Overview
Model Overview
dganochenko/llama-3-8b-chat is an 8 billion parameter instruction-tuned model from Meta's Llama 3 family, designed for generative text and code. It leverages an optimized transformer architecture and Grouped-Query Attention (GQA) for efficient inference. The model was trained on over 15 trillion tokens of publicly available data, with its instruction-tuned variants optimized using supervised fine-tuning (SFT) and reinforcement learning with human feedback (RLHF) to align with human preferences for helpfulness and safety.
Key Capabilities
- Dialogue Optimization: Specifically tuned for assistant-like chat and conversational use cases.

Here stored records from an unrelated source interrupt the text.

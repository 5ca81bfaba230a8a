//! Error types for resolver operations.
//!
//! This module defines structured errors for URL resolution,
//! following the What/Why/Fix pattern used across the project.

use thiserror::Error;

use crate::session::SessionError;

/// Errors that can occur while resolving a URL.
///
/// Cloneable so a batch-wide failure can settle every item of the batch
/// with the same error.
#[derive(Debug, Clone, Error)]
pub enum ResolveError {
    /// No registered provider claims the URL
    #[error("unsupported URL '{url}': no registered provider can resolve it\n  Suggestion: Run `hostfetch providers` to see supported hosters")]
    Unsupported {
        /// The URL no provider claimed
        url: String,
    },

    /// A provider failed to resolve the URL
    #[error("resolution failed for '{url}' ({provider}): {reason}\n  Suggestion: {suggestion}")]
    ResolutionFailed {
        /// Provider that attempted the resolution
        provider: String,
        /// The URL being resolved
        url: String,
        /// Why resolution failed
        reason: String,
        /// How to fix the issue
        suggestion: String,
    },

    /// The hoster answered with an unexpected HTTP status
    #[error("{provider} returned HTTP {status} for '{url}'\n  Suggestion: The hoster may be down; try again later")]
    Http {
        /// Provider that issued the request
        provider: String,
        /// The requested URL
        url: String,
        /// HTTP status code
        status: u16,
    },

    /// The request never produced a response
    #[error("network error contacting {provider} for '{url}': {message}\n  Suggestion: Check your connection and proxy settings")]
    Network {
        /// Provider that issued the request
        provider: String,
        /// The requested URL
        url: String,
        /// Transport error message
        message: String,
    },

    /// The hoster's response could not be understood
    #[error("malformed response from {provider}: {reason}\n  Suggestion: The hoster API may have changed; please report this")]
    Protocol {
        /// Provider whose response was malformed
        provider: String,
        /// What was wrong with the response
        reason: String,
    },

    /// Authorization was rejected after the single permitted re-login
    #[error(transparent)]
    Session(#[from] SessionError),

    /// Expansion went deeper than the configured limit
    #[error("resolution of '{url}' exceeded maximum depth {max_depth}\n  Suggestion: Raise `max_depth` in the config file if the nesting is legitimate")]
    TooDeep {
        /// The URL that would have exceeded the limit
        url: String,
        /// Configured maximum depth
        max_depth: usize,
    },

    /// A child URL already appeared in its own lineage
    #[error("redirect cycle detected at '{url}'\n  Suggestion: The hoster is redirecting in a loop; report the link")]
    RedirectCycle {
        /// The URL that closed the cycle
        url: String,
    },

    /// A provider returned results that do not line up with its inputs
    #[error("{provider} returned a misaligned batch ({reason})\n  Suggestion: This is a provider bug; please report it")]
    MisalignedBatch {
        /// Provider that violated the alignment contract
        provider: String,
        /// What did not line up
        reason: String,
    },

    /// The provider was dispatched with a tier it does not implement
    #[error("{provider} does not implement {tier} resolution\n  Suggestion: This is a provider bug; its classifier and resolver disagree")]
    UnsupportedTier {
        /// Provider name
        provider: String,
        /// The tier that is not implemented
        tier: &'static str,
    },

    /// The provider needs an account but none is configured
    #[error("{provider} requires an account to resolve links\n  Suggestion: Run `hostfetch accounts add {provider}`")]
    MissingCredentials {
        /// Provider name
        provider: String,
    },

    /// The provider needs a configuration value that is absent
    #[error("{provider} requires the `{key}` option\n  Suggestion: Add `{key}` under [providers.\"{provider}\"] in the config file")]
    MissingConfiguration {
        /// Provider name
        provider: String,
        /// Missing option key
        key: String,
    },
}

impl ResolveError {
    /// Creates an `Unsupported` error.
    #[must_use]
    pub fn unsupported(url: &str) -> Self {
        Self::Unsupported {
            url: url.to_string(),
        }
    }

    /// Creates a `ResolutionFailed` error.
    #[must_use]
    pub fn resolution_failed(provider: &str, url: &str, reason: &str) -> Self {
        Self::ResolutionFailed {
            provider: provider.to_string(),
            url: url.to_string(),
            reason: reason.to_string(),
            suggestion: "Check the link and try again".to_string(),
        }
    }

    /// Creates an `Http` error for an unexpected status.
    #[must_use]
    pub fn http(provider: &str, url: &str, status: u16) -> Self {
        Self::Http {
            provider: provider.to_string(),
            url: url.to_string(),
            status,
        }
    }

    /// Creates a `Network` error from a transport failure.
    #[must_use]
    pub fn network(provider: &str, url: &str, error: &reqwest::Error) -> Self {
        Self::Network {
            provider: provider.to_string(),
            url: url.to_string(),
            message: error.to_string(),
        }
    }

    /// Creates a `Protocol` error.
    #[must_use]
    pub fn protocol(provider: &str, reason: impl Into<String>) -> Self {
        Self::Protocol {
            provider: provider.to_string(),
            reason: reason.into(),
        }
    }

    /// Creates a `TooDeep` error.
    #[must_use]
    pub fn too_deep(url: &str, max_depth: usize) -> Self {
        Self::TooDeep {
            url: url.to_string(),
            max_depth,
        }
    }

    /// Creates a `RedirectCycle` error.
    #[must_use]
    pub fn redirect_cycle(url: &str) -> Self {
        Self::RedirectCycle {
            url: url.to_string(),
        }
    }

    /// Creates a `MisalignedBatch` error.
    #[must_use]
    pub fn misaligned_batch(provider: &str, reason: impl Into<String>) -> Self {
        Self::MisalignedBatch {
            provider: provider.to_string(),
            reason: reason.into(),
        }
    }

    /// Creates an `UnsupportedTier` error.
    #[must_use]
    pub fn unsupported_tier(provider: &str, tier: &'static str) -> Self {
        Self::UnsupportedTier {
            provider: provider.to_string(),
            tier,
        }
    }

    /// Creates a `MissingCredentials` error.
    #[must_use]
    pub fn missing_credentials(provider: &str) -> Self {
        Self::MissingCredentials {
            provider: provider.to_string(),
        }
    }

    /// Creates a `MissingConfiguration` error.
    #[must_use]
    pub fn missing_configuration(provider: &str, key: &str) -> Self {
        Self::MissingConfiguration {
            provider: provider.to_string(),
            key: key.to_string(),
        }
    }
}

- Strong Benchmarks: Outperforms many other open-source chat models on standard industry benchmarks, including significant improvements over Llama 2 models in MMLU, HumanEval, and GSM-8K.
- Text and Code Generation: Capable of generating both text and code outputs.
- 8k Context Length: Supports an 8,192-token context window for processing longer inputs and generating more coherent responses.
- English Language Focus: Primarily intended for commercial and research use in English, though fine-tuning for other languages is possible under license.
Good For
- Chatbots and Virtual Assistants: Its instruction-tuned nature makes it highly suitable for building responsive and helpful conversational agents.
- General Text Generation: Adaptable for various natural language generation tasks where a robust 8B parameter model is beneficial.
- Code Assistance: Demonstrates strong performance in code-related benchmarks like HumanEval, suggesting utility for code generation and understanding tasks.
- Research and Development: Provides a powerful base for further fine-tuning and experimentation in AI applications.